• **About this exercise**:
Each line of the listing below that includes "trait" should be reported.

******************************

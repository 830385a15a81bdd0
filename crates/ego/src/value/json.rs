use serde_json::{Map as JsonMap, Number, Value as Json};

use super::Value;

/// Converts a value to JSON for REST responses.
///
/// Non-data values (functions, channels, frames) render as their display text.
#[must_use]
pub fn to_json(value: &Value) -> Json {
    match value.unwrapped() {
        Value::Null => Json::Null,
        Value::Bool(b) => Json::Bool(*b),
        Value::Byte(i) => Json::from(*i),
        Value::Int32(i) => Json::from(*i),
        Value::Int(i) | Value::Int64(i) => Json::from(*i),
        Value::Float32(f) => Number::from_f64(f64::from(*f)).map_or(Json::Null, Json::Number),
        Value::Float64(f) => Number::from_f64(*f).map_or(Json::Null, Json::Number),
        Value::String(s) => Json::String(s.clone()),
        Value::Array(a) => Json::Array(a.values().iter().map(to_json).collect()),
        Value::Map(m) => {
            let mut out = JsonMap::new();
            for key in m.keys() {
                let v = m.get(&key).ok().flatten().unwrap_or_default();
                out.insert(key.to_string(), to_json(&v));
            }
            Json::Object(out)
        }
        Value::Struct(s) => {
            let mut out = JsonMap::new();
            for name in s.field_names() {
                out.insert(name.clone(), to_json(&s.get(&name).unwrap_or_default()));
            }
            Json::Object(out)
        }
        other => Json::String(other.to_string()),
    }
}

#[cfg(test)]
mod tests {
    use indexmap::IndexMap;
    use pretty_assertions::assert_eq;

    use super::*;
    use crate::value::Struct;

    #[test]
    fn test_struct_renders_as_object() {
        let s = Struct::from_fields(IndexMap::from([
            ("name".to_owned(), Value::from("ego")),
            ("tags".to_owned(), Value::list(vec![Value::Int(1), Value::Bool(false)])),
        ]));
        let json = to_json(&Value::Struct(s));
        assert_eq!(json.to_string(), r#"{"name":"ego","tags":[1,false]}"#);
    }
}
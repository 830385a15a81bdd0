//! The process-level entry point: a symbol arena with the builtins and the
//! preloaded packages installed, and the settings contexts are created with.

use std::sync::Arc;

use crate::{
    bytecode::ByteCode,
    errors::RunResult,
    log::LogCategory,
    log_debug,
    natives::{builtin_functions, sort_functions, strings_functions},
    settings::{MapSettings, Settings},
    symbols::{ROOT_TABLE, SymbolArena},
    value::{Function, Kind, NativeFunction, Package, Type, Value},
    vm::Context,
};

/// Shared state for every program run in this process.
#[derive(Debug, Clone)]
pub struct Runtime {
    arena: Arc<SymbolArena>,
    settings: Arc<dyn Settings>,
}

impl Default for Runtime {
    fn default() -> Self {
        Self::new()
    }
}

impl Runtime {
    /// A runtime with default settings.
    #[must_use]
    pub fn new() -> Self {
        Self::with_settings(Arc::new(MapSettings::new()))
    }

    #[must_use]
    pub fn with_settings(settings: Arc<dyn Settings>) -> Self {
        let runtime = Self {
            arena: SymbolArena::new(),
            settings,
        };
        runtime.preload();
        runtime
    }

    fn preload(&self) {
        for native in builtin_functions() {
            self.bind_root(&native.name.clone(), native_value(native));
        }
        let sync = Package::new("sync");
        sync.set("WaitGroup", Value::Type(Type::of_kind(Kind::WaitGroup)));
        sync.set("Mutex", Value::Type(Type::of_kind(Kind::Mutex)));
        self.bind_package(sync);
        self.bind_package(native_package("sort", sort_functions()));
        self.bind_package(native_package("strings", strings_functions()));
    }

    fn bind_root(&self, name: &str, value: Value) {
        if let Err(err) = self.arena.set_always(ROOT_TABLE, name, value) {
            log_debug!(LogCategory::App, "unable to preload {name}: {err}");
        }
    }

    fn bind_package(&self, package: Package) {
        log_debug!(LogCategory::App, "preload package {}", package.name());
        self.bind_root(&package.name(), Value::Package(package));
    }

    #[must_use]
    pub fn arena(&self) -> &Arc<SymbolArena> {
        &self.arena
    }

    #[must_use]
    pub fn settings(&self) -> &Arc<dyn Settings> {
        &self.settings
    }

    /// A context for `bytecode` running in a new table under the root.
    #[must_use]
    pub fn context(&self, bytecode: impl Into<Arc<ByteCode>>) -> Context {
        let bytecode = bytecode.into();
        let table = self.arena.new_child(bytecode.name(), ROOT_TABLE, false);
        Context::new(Arc::clone(&self.arena), table, bytecode).with_settings(Arc::clone(&self.settings))
    }

    /// Runs `bytecode` to completion and hands back the finished context.
    pub fn run(&self, bytecode: impl Into<Arc<ByteCode>>) -> RunResult<Context> {
        let mut ctx = self.context(bytecode);
        ctx.run()?;
        Ok(ctx)
    }
}

fn native_value(native: NativeFunction) -> Value {
    Value::Function(Function::Native(native))
}

fn native_package(name: &str, functions: Vec<NativeFunction>) -> Package {
    let package = Package::new(name);
    for native in functions {
        package.set(&native.name.clone(), native_value(native));
    }
    package
}

#[cfg(test)]
mod tests {
    use pretty_assertions::assert_eq;

    use super::Runtime;
    use crate::{
        bytecode::{ByteCode, Opcode},
        symbols::ROOT_TABLE,
        value::Value,
    };

    #[test]
    fn test_builtins_and_packages_are_preloaded() {
        let runtime = Runtime::new();
        for name in ["len", "append", "make", "close", "delete", "new", "error", "sync", "sort", "strings"] {
            assert!(runtime.arena().get(ROOT_TABLE, name).is_some(), "{name} missing");
        }
    }

    #[test]
    fn test_program_calls_package_function() {
        let runtime = Runtime::new();
        let mut code = ByteCode::new("main");
        code.emit_with(Opcode::Import, "strings");
        code.emit_with(Opcode::Load, "strings");
        code.emit_with(Opcode::Member, "ToUpper");
        code.emit_with(Opcode::Push, "ego");
        code.emit_with(Opcode::Call, 1);
        let ctx = runtime.run(code).unwrap();
        assert_eq!(ctx.stack(), &[Value::from("EGO")]);
    }
}
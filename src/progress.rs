use std::time::Duration;
use std::iter::Enumerate;

use console::style;
use indicatif::ProgressBar;
use indicatif::ProgressStyle;


pub(crate) trait ProgressObserver {

    // the parameters are passed as callbacks in case the progress implementation doesn't care (such as `()`)
    fn start<Message: AsRef<str>, Callback: FnOnce() -> (Message,Option<usize>)>(&mut self, callback: Callback);

    fn update<Callback: FnOnce() -> usize>(&self, callback: Callback);

    fn message<Message: AsRef<str>, Callback: FnOnce() -> Message>(&self, callback: Callback);

    fn warning<Message: AsRef<str>, Callback: FnOnce() -> Message>(&self, callback: Callback);

    fn finish<Message: AsRef<str>, Callback: FnOnce() -> Message>(&mut self, callback: Callback);

    fn announce(&self, message: &str);

}


// This one allows for not observing when you don't need it.
impl ProgressObserver for () {

    fn start<Message: AsRef<str>, Callback: FnOnce() -> (Message,Option<usize>)>(&mut self, _: Callback) {
    }

    fn update<Callback: FnOnce() -> usize>(&self, _: Callback) {
    }

    fn message<Message: AsRef<str>, Callback: FnOnce() -> Message>(&self, _: Callback) {
    }

    fn warning<Message: AsRef<str>, Callback: FnOnce() -> Message>(&self, _: Callback){
    }

    fn finish<Message: AsRef<str>, Callback: FnOnce() -> Message>(&mut self, _: Callback) {
    }

    fn announce(&self, _: &str) {
    }
}


pub(crate) struct ConsoleProgressBar {

    bar: Option<ProgressBar>

}

impl ConsoleProgressBar {

    pub(crate) const fn new() -> Self {
        Self {
            bar: None
        }
    }

    fn style_as_spinner(bar: &ProgressBar) {
        bar.enable_steady_tick(Duration::from_millis(100));
        if let Ok(style) = ProgressStyle::with_template("({elapsed_precise}) {msg} {spinner}") {
            bar.set_style(style);
        }
    }

    fn style_as_progress(bar: &ProgressBar) {
        bar.disable_steady_tick();
        if let Ok(style) = ProgressStyle::with_template("({elapsed_precise}) [{bar:40}] [ETA: {eta_precise}] {msg} {spinner}") {
            bar.set_style(style.progress_chars("=> "));
        }
    }

    fn style_as_finished(bar: &ProgressBar) {
        if let Ok(style) = ProgressStyle::with_template("({elapsed_precise}) {msg}") {
            bar.set_style(style);
        }
    }

    fn start_bar<Message: AsRef<str>>(&mut self, message: Message, step_count: Option<usize>) {
        if let Some(bar) = &self.bar {
            bar.reset();
            if let Some(step_count) = step_count {
                bar.set_length(step_count as u64);
                Self::style_as_progress(bar)
            } else {
                Self::style_as_spinner(bar);
            }
            bar.set_message(message.as_ref().to_owned());
        } else {
            let bar = if let Some(step_count) = step_count {
                let bar = ProgressBar::new(step_count as u64);
                Self::style_as_progress(&bar);
                bar
            } else {
                let bar = ProgressBar::new_spinner();
                Self::style_as_spinner(&bar);
                bar
            };
            bar.set_message(message.as_ref().to_owned());
            self.bar = Some(bar);
        }

    }

}

impl ProgressObserver for ConsoleProgressBar {

    fn start<Message: AsRef<str>, Callback: FnOnce() -> (Message,Option<usize>)>(&mut self, callback: Callback) {
        let (message,step_count) = callback();
        self.start_bar(message, step_count)
    }

    fn update<Callback: FnOnce() -> usize>(&self, callback: Callback) {
        if let Some(bar) = &self.bar {
            bar.set_position(callback() as u64);
        }
    }

    fn message<Message: AsRef<str>, Callback: FnOnce() -> Message>(&self, callback: Callback) {
        if let Some(bar) = &self.bar {
            bar.set_message(callback().as_ref().to_owned())
        } else {
            println!("{}",callback().as_ref())
        }
    }

    fn warning<Message: AsRef<str>, Callback: FnOnce() -> Message>(&self, callback: Callback){
        let message = style(callback().as_ref().to_owned()).yellow();
        if let Some(bar) = &self.bar {
            bar.println(format!("{message}"))
        } else {
            eprintln!("{message}")
        }
    }

    fn finish<Message: AsRef<str>, Callback: FnOnce() -> Message>(&mut self, callback: Callback) {
        if let Some(bar) = &mut self.bar {
            Self::style_as_finished(bar);
            bar.finish_with_message(callback().as_ref().to_owned());
            self.bar = None;
        }
    }

    fn announce(&self, message: &str) {
        let message = format!("== {message} ==");
        if let Some(bar) = &self.bar {
            bar.println(message)
        } else {
            println!("{message}")
        }
    }

}

pub(crate) struct IteratorWatcher<'progress,Message: AsRef<str>, Progress: ProgressObserver, IteratorType> {
    finish: Message,
    progress: &'progress mut Progress,
    inner: Enumerate<IteratorType>
}

impl<Message: AsRef<str>, Progress: ProgressObserver, ItemType, IteratorType: Iterator<Item=ItemType>> Iterator for IteratorWatcher<'_,Message,Progress,IteratorType> {

    type Item = ItemType;

    fn next(&mut self) -> Option<Self::Item> {
        if let Some((i,next)) = self.inner.next() {
            self.progress.update(|| i);
            Some(next)
        } else {
            self.progress.finish(|| &self.finish);
            None
        }

    }

    fn size_hint(&self) -> (usize, Option<usize>) {
        self.inner.size_hint()
    }

}

pub(crate) trait WatchableIterator: Iterator + Sized {

    fn watch<StartMessage: AsRef<str>, FinishMessage: AsRef<str>, Progress: ProgressObserver>(self, progress: &mut Progress, start: StartMessage, finish: FinishMessage) -> IteratorWatcher<'_, FinishMessage, Progress, Self>;
}

impl<IteratorType: Iterator> WatchableIterator for IteratorType {

    fn watch<StartMessage: AsRef<str>, FinishMessage: AsRef<str>, Progress: ProgressObserver>(self, progress: &mut Progress, start: StartMessage, finish: FinishMessage) -> IteratorWatcher<'_, FinishMessage, Progress, Self> {
        progress.start(|| (start,self.size_hint().1));
        IteratorWatcher {
            finish,
            progress,
            inner: self.enumerate()
        }

    }

}

#[cfg(test)]
pub(crate) mod test {
    use core::cell::RefCell;

    use super::ProgressObserver;
    use super::WatchableIterator as _;

    /// Keeps warnings so tests can see what a user would have been told.
    #[derive(Default)]
    pub(crate) struct WarningRecorder {
        pub(crate) warnings: RefCell<Vec<String>>,
        pub(crate) started: Vec<(String,Option<usize>)>
    }

    impl WarningRecorder {

        pub(crate) fn warned_about(&self, needle: &str) -> bool {
            self.warnings.borrow().iter().any(|warning| warning.contains(needle))
        }
    }

    impl ProgressObserver for WarningRecorder {

        fn start<Message: AsRef<str>, Callback: FnOnce() -> (Message,Option<usize>)>(&mut self, callback: Callback) {
            let (message,step_count) = callback();
            self.started.push((message.as_ref().to_owned(),step_count))
        }

        fn update<Callback: FnOnce() -> usize>(&self, _: Callback) {
        }

        fn message<Message: AsRef<str>, Callback: FnOnce() -> Message>(&self, _: Callback) {
        }

        fn warning<Message: AsRef<str>, Callback: FnOnce() -> Message>(&self, callback: Callback) {
            self.warnings.borrow_mut().push(callback().as_ref().to_owned())
        }

        fn finish<Message: AsRef<str>, Callback: FnOnce() -> Message>(&mut self, _: Callback) {
        }

        fn announce(&self, _: &str) {
        }
    }

    #[test]
    fn test_watch_starts_with_the_length() {
        let mut progress = WarningRecorder::default();
        let layers: Vec<&str> = ["sssi","spa","ramsar"].into_iter().watch(&mut progress, "Reading layers.", "Layers read.").collect();
        assert_eq!(layers.len(),3);
        assert_eq!(progress.started,vec![("Reading layers.".to_owned(),Some(3))]);
    }
}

******************************

• **Result of the task**:
pub(crate) trait ProgressObserver {
pub(crate) trait WatchableIterator: Iterator + Sized {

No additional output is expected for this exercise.